> [What this task involves] Word for word, set down every line of the entries below from the line with "pub fn generation(&self)" to the line with "pub const LABELS: usize", including both, and no other line.

> [Record extracts]

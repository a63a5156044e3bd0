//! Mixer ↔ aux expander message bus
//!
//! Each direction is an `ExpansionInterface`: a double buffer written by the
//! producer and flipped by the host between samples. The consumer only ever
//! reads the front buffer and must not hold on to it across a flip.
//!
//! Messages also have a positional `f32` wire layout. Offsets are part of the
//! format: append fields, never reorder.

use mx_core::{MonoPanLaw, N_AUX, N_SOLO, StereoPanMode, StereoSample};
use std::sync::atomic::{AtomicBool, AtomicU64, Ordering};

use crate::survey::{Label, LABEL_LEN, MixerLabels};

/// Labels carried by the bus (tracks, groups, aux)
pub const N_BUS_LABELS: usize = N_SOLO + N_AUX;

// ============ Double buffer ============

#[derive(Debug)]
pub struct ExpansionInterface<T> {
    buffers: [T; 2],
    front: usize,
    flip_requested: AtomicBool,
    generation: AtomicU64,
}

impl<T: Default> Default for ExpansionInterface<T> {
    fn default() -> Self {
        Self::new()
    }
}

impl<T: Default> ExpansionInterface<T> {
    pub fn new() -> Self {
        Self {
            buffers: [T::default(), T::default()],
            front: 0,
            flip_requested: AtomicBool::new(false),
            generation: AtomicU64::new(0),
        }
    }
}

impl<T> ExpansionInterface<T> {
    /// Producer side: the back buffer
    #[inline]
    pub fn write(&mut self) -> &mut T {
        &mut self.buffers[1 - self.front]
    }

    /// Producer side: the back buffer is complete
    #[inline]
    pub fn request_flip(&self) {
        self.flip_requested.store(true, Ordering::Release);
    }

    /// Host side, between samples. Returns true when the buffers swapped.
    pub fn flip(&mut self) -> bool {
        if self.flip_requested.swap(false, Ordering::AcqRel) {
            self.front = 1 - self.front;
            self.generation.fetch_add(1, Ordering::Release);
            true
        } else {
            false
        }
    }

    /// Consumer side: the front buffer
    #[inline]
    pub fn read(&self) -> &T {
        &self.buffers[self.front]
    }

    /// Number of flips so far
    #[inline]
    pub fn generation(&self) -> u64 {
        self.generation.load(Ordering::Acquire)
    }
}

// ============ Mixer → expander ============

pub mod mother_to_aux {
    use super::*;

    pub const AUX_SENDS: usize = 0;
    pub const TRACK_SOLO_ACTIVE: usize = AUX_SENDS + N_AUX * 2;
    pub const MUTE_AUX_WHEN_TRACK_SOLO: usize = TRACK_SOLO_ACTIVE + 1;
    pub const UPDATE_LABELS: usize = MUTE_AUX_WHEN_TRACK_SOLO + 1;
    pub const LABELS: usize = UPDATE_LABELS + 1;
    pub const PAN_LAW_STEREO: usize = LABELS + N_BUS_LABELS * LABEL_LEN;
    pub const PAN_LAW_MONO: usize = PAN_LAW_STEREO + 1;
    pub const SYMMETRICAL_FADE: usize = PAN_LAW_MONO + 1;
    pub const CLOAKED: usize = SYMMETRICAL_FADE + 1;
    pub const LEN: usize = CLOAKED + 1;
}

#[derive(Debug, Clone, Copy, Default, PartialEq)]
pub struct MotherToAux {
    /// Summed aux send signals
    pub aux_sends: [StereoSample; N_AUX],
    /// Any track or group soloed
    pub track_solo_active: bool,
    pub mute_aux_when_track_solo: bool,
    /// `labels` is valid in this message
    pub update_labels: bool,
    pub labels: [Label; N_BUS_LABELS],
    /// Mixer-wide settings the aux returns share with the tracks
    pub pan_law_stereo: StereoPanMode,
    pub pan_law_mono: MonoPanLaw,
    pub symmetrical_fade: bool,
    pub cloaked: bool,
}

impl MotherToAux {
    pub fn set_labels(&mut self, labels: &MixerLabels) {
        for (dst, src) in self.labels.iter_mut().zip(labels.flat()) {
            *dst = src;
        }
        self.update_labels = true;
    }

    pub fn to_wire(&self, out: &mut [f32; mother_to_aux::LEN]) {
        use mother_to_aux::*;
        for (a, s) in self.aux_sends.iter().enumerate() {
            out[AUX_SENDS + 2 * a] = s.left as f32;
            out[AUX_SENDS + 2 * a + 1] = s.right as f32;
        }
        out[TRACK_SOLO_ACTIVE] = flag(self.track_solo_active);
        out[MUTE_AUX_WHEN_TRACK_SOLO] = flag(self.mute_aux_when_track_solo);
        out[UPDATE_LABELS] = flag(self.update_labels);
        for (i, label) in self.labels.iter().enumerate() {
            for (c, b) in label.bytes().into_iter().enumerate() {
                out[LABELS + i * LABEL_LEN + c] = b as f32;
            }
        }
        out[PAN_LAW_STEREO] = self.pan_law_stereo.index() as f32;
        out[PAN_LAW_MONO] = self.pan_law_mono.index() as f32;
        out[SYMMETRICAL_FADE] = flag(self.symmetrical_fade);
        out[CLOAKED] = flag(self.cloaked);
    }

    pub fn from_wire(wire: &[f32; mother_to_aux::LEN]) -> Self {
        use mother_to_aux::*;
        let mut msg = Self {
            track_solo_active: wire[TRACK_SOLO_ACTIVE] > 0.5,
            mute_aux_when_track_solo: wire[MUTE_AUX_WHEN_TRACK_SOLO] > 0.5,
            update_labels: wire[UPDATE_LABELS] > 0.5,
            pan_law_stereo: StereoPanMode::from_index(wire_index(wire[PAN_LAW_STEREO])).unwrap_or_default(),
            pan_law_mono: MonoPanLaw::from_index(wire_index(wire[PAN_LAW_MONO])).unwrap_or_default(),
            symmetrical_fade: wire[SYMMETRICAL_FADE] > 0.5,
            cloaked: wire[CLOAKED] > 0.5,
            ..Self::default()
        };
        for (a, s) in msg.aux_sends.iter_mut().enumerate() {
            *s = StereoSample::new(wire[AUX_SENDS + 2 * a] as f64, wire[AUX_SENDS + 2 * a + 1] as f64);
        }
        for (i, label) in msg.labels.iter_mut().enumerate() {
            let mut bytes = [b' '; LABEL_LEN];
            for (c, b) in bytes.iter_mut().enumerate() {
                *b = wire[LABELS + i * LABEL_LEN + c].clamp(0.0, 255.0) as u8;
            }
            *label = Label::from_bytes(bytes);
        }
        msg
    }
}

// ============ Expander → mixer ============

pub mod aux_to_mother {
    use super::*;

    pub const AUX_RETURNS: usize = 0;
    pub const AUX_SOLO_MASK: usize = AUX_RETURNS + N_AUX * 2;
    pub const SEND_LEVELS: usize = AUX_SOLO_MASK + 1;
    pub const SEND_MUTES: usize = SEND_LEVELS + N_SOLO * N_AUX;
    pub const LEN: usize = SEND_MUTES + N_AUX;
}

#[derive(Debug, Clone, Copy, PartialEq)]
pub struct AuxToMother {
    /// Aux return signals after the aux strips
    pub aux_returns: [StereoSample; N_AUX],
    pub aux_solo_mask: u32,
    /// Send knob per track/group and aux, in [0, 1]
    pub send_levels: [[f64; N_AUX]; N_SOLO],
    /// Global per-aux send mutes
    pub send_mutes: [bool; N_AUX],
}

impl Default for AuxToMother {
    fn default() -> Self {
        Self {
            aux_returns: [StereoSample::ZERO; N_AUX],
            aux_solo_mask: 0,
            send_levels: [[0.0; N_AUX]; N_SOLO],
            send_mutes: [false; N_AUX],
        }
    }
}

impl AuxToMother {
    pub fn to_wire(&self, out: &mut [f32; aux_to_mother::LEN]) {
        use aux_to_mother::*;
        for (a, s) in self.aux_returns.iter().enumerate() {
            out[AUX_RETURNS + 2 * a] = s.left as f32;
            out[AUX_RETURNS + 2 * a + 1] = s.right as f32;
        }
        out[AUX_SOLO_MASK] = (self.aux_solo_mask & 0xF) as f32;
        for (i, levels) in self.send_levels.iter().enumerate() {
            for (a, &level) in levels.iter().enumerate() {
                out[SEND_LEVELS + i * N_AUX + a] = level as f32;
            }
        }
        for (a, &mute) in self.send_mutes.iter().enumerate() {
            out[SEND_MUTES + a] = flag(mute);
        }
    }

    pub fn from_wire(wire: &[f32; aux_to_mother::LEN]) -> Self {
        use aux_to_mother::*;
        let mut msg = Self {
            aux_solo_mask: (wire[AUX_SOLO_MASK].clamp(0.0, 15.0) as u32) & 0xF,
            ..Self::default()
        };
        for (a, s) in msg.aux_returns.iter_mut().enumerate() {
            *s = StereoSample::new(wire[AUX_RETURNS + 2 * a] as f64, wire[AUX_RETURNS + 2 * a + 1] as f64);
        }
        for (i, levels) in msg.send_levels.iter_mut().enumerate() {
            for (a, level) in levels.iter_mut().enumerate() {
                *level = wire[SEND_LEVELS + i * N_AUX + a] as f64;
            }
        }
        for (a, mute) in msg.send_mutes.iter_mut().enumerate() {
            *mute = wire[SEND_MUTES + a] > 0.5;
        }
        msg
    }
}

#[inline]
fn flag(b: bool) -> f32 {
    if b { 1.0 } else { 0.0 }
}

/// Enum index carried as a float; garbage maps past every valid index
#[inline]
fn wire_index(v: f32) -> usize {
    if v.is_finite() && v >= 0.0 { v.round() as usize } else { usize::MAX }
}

> [Solution to the exercise]
    pub fn generation(&self) -> u64 {
        self.generation.load(Ordering::Acquire)
    }
}

// ============ Mixer → expander ============

pub mod mother_to_aux {
    use super::*;

    pub const AUX_SENDS: usize = 0;
    pub const TRACK_SOLO_ACTIVE: usize = AUX_SENDS + N_AUX * 2;
    pub const MUTE_AUX_WHEN_TRACK_SOLO: usize = TRACK_SOLO_ACTIVE + 1;
    pub const UPDATE_LABELS: usize = MUTE_AUX_WHEN_TRACK_SOLO + 1;
    pub const LABELS: usize = UPDATE_LABELS + 1;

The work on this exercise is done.